Nevertheless, in most cases, previous studies analyses the class size effect within a specific region or country, which may produce the inconsistent findings of the impact of class size. However, only a few of studies dedicate to the international comparison to the class size effect, using the global database from standardized tests (e.g., TIMSS, PISA), and find only several countries with specific characteristics benefit from the reduction of class size (Wößmann & West, 2006). Nevertheless, these studies still hypothesize that the effect of class size is linear. In our former study in China, a non-linear correlation is found in China’s junior high schools. A question raised, is adequate size exist of class? Because of the diversity of class sizes across the world, teachers of different areas may response differently towards the change of class size.

Using PISA 2015 database, we categorize 15 countries of the top 20 performing in science into three types based on countries’ class size, defining the level of development. Most western countries are identified as the advanced group with most students (more than 80%) is being in a class less than 30 people. Most East Asian nations are in the intermediate group, in which most secondary students are in classes around 30-40 people. And we put China and Vietnam in the initial group, whose students are mainly placed in classes over 40 and even 50.
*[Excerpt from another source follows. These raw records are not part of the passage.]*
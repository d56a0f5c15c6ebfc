//! The put/get/del batch executors.

use std::path::Path;

use anyhow::{bail, format_err, Error};

use crate::store::StoreError;
use crate::tools::last_segment;

use super::pool::WorkerContext;
use super::task::{GetParams, StatusMessage, TransferParams};

/// Upload every file of a batch, then report one status message.
///
/// Missing files are logged and counted as failure; failed uploads add
/// the file size to the failed-byte tally. A dry run reads each file to
/// still exercise the source filesystem, but uploads nothing.
pub fn put(params: &TransferParams, ctx: &WorkerContext) -> Result<(), Error> {
    let batch = &params.batch;
    let mut success = 0usize;
    let mut failed_bytes = 0u64;

    if let Some(store) = ctx.store.as_ref() {
        for file_name in &batch.files {
            let path = Path::new(&batch.dir).join(file_name);
            if !path.exists() {
                log::error!("upload: {:?} does not exist", path);
                continue;
            }
            if params.dryrun {
                match std::fs::read(&path) {
                    Ok(_) => success += 1,
                    Err(err) => log::error!("upload dry-run: read {:?} failed: {}", path, err),
                }
            } else {
                match store.put_object(&params.s3.bucket, &path) {
                    Ok(()) => success += 1,
                    Err(err) => {
                        log::error!("upload {:?} failed: {}", path, err);
                        failed_bytes += path.metadata().map(|m| m.len()).unwrap_or(0);
                    }
                }
            }
        }
    } else {
        log::error!(
            "upload: no object store connection, failing batch for {:?}",
            batch.dir
        );
    }

    ctx.queues.push_status(StatusMessage {
        success,
        failure: batch.files.len() - success,
        dir: batch.dir.clone(),
        size: failed_bytes,
    });
    Ok(())
}

/// Download every key of a batch into `dest_path/dir`.
///
/// The destination filename is the last path segment of the key. A
/// failure to create the destination directory aborts the task through
/// the executor error path, without a status message.
pub fn get(params: &GetParams, ctx: &WorkerContext) -> Result<(), Error> {
    if ctx.prefix_index.is_none() {
        bail!("prefix index data is not loaded");
    }
    let batch = &params.batch;
    let mut success = 0usize;

    if let Some(store) = ctx.store.as_ref() {
        let dest_dir = params.dest_path.join(batch.dir.trim_start_matches('/'));
        if !dest_dir.exists() {
            std::fs::create_dir_all(&dest_dir)
                .map_err(|err| format_err!("unable to create {:?} - {}", dest_dir, err))?;
        }
        for key in &batch.files {
            if params.dryrun {
                success += 1;
                continue;
            }
            let dest_file = dest_dir.join(last_segment(key));
            match store.get_object(&params.s3.bucket, key, &dest_file) {
                Ok(()) => success += 1,
                Err(err) => match err.downcast_ref::<StoreError>() {
                    Some(StoreError::NotFound(_)) => log::error!("download {}: no such key", key),
                    _ => log::error!("download {} failed: {}", key, err),
                },
            }
        }
    } else {
        log::error!(
            "download: no object store connection, failing batch for {:?}",
            batch.dir
        );
    }

    ctx.queues.push_status(StatusMessage {
        success,
        failure: batch.files.len() - success,
        dir: batch.dir.clone(),
        size: 0,
    });
    Ok(())
}

/// Delete every key of a batch.
pub fn delete(params: &TransferParams, ctx: &WorkerContext) -> Result<(), Error> {
    let batch = &params.batch;
    let mut success = 0usize;

    if let Some(store) = ctx.store.as_ref() {
        for key in &batch.files {
            if params.dryrun {
                success += 1;
                continue;
            }
            match store.delete_object(&params.s3.bucket, key) {
                Ok(()) => success += 1,
                Err(err) => match err.downcast_ref::<StoreError>() {
                    Some(StoreError::NotFound(_)) => log::error!("delete {}: no such key", key),
                    _ => log::error!("delete {} failed: {}", key, err),
                },
            }
        }
    } else {
        log::error!(
            "delete: no object store connection, failing batch for {:?}",
            batch.dir
        );
    }

    ctx.queues.push_status(StatusMessage {
        success,
        failure: batch.files.len() - success,
        dir: batch.dir.clone(),
        size: 0,
    });
    Ok(())
}

#[cfg(test)]
mod tests {
    use std::sync::Arc;

    use super::*;
    use crate::config::S3Config;
    use crate::engine::progress::ProgressTracker;
    use crate::engine::queues::SharedQueues;
    use crate::engine::task::IndexBatch;
    use crate::store::{MemStore, ObjectStore, PrefixIndexData};

    fn s3(name: &str) -> S3Config {
        S3Config {
            endpoint: format!("mem:{}", name),
            access_key: String::new(),
            secret_key: String::new(),
            bucket: "bucket".to_string(),
        }
    }

    fn context(store: Option<Box<dyn ObjectStore>>) -> WorkerContext {
        WorkerContext {
            queues: SharedQueues::new(),
            tracker: Arc::new(ProgressTracker::new()),
            prefix_index: Some(Arc::new(PrefixIndexData::default())),
            store,
        }
    }

    fn batch(dir: &str, files: &[&str]) -> IndexBatch {
        IndexBatch {
            dir: dir.to_string(),
            files: files.iter().map(|name| name.to_string()).collect(),
            size: 0,
            nfs_cluster: String::new(),
        }
    }

    #[test]
    fn put_dry_run_counts_readable_files_as_success() -> Result<(), Error> {
        let scratch = tempfile::tempdir()?;
        std::fs::write(scratch.path().join("f1"), b"1")?;
        std::fs::write(scratch.path().join("f2"), b"2")?;

        MemStore::clear("put-dry");
        let ctx = context(Some(Box::new(MemStore::open("put-dry"))));
        let dir = scratch.path().to_string_lossy().to_string();
        put(
            &TransferParams {
                batch: batch(&dir, &["f1", "f2"]),
                s3: s3("put-dry"),
                dryrun: true,
            },
            &ctx,
        )?;

        let status = ctx.queues.drain_status();
        assert_eq!(status.len(), 1);
        assert_eq!(
            status[0],
            StatusMessage {
                success: 2,
                failure: 0,
                dir,
                size: 0
            }
        );
        Ok(())
    }

    #[test]
    fn put_counts_missing_files_as_failure() -> Result<(), Error> {
        let scratch = tempfile::tempdir()?;
        std::fs::write(scratch.path().join("present"), b"data")?;

        MemStore::clear("put-missing");
        let ctx = context(Some(Box::new(MemStore::open("put-missing"))));
        let dir = scratch.path().to_string_lossy().to_string();
        put(
            &TransferParams {
                batch: batch(&dir, &["present", "absent"]),
                s3: s3("put-missing"),
                dryrun: false,
            },
            &ctx,
        )?;

        let status = ctx.queues.drain_status();
        assert_eq!(status[0].success, 1);
        assert_eq!(status[0].failure, 1);
        Ok(())
    }

    #[test]
    fn delete_tallies_a_missing_key() -> Result<(), Error> {
        MemStore::clear("del");
        let scratch = tempfile::tempdir()?;
        let store = MemStore::open("del");
        for name in &["k1", "k2"] {
            let local = scratch.path().join(name);
            std::fs::write(&local, b"x")?;
            store.put_object("bucket", &local)?;
        }
        let prefix = format!("{}/", crate::store::object_key(scratch.path()));

        let ctx = context(Some(Box::new(MemStore::open("del"))));
        let keys = [
            format!("{}k1", prefix),
            format!("{}k2", prefix),
            format!("{}gone", prefix),
        ];
        let key_refs: Vec<&str> = keys.iter().map(|key| key.as_str()).collect();
        delete(
            &TransferParams {
                batch: batch(&prefix, &key_refs),
                s3: s3("del"),
                dryrun: false,
            },
            &ctx,
        )?;

        let status = ctx.queues.drain_status();
        assert_eq!(status[0].success, 2);
        assert_eq!(status[0].failure, 1);
        assert_eq!(status[0].dir, prefix);
        Ok(())
    }

    #[test]
    fn degraded_worker_fails_the_whole_batch() -> Result<(), Error> {
        let ctx = context(None);
        delete(
            &TransferParams {
                batch: batch("/x", &["k1", "k2", "k3"]),
                s3: s3("none"),
                dryrun: false,
            },
            &ctx,
        )?;

        let status = ctx.queues.drain_status();
        assert_eq!(
            status[0],
            StatusMessage {
                success: 0,
                failure: 3,
                dir: "/x".to_string(),
                size: 0
            }
        );
        Ok(())
    }

    #[test]
    fn get_restores_keys_under_the_destination() -> Result<(), Error> {
        MemStore::clear("get");
        let scratch = tempfile::tempdir()?;
        let store = MemStore::open("get");
        let local = scratch.path().join("f1");
        std::fs::write(&local, b"payload")?;
        store.put_object("bucket", &local)?;

        let prefix = format!("{}/", crate::store::object_key(scratch.path()));
        let dest = tempfile::tempdir()?;

        let ctx = context(Some(Box::new(MemStore::open("get"))));
        let key = format!("{}f1", prefix);
        get(
            &GetParams {
                batch: batch(&prefix, &[key.as_str()]),
                s3: s3("get"),
                dest_path: dest.path().to_owned(),
                dryrun: false,
            },
            &ctx,
        )?;

        let status = ctx.queues.drain_status();
        assert_eq!(status[0].success, 1);
        assert_eq!(status[0].failure, 0);

        let restored = dest.path().join(prefix.trim_start_matches('/')).join("f1");
        assert_eq!(std::fs::read(&restored)?, b"payload");
        Ok(())
    }
}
Our HLM result shows that the positive correlation of smaller class exists only in a few countries, condition on students’ personal, peer and school-level characteristics, and no consist association with our postulated developing stages. Surprising, when we categorize the original class size variable into five categories dummy variables, 30-40 class shows best or not worse no matter the stage of development. Some countries’ small classes even show worse like Germany and Netherlands. We divide the sample into junior high schools and senior high schools since grade10 is not inclusive in some countries compulsory education. The result is robust, and only some East Asian countries and regions with high-selective-entering test entice larger class is better because of sorting.

Furthermore, we investigate whether preference exists within different countries, and find that parents with the higher social-economic background will not prefer smaller size when country’s most classes are under 30.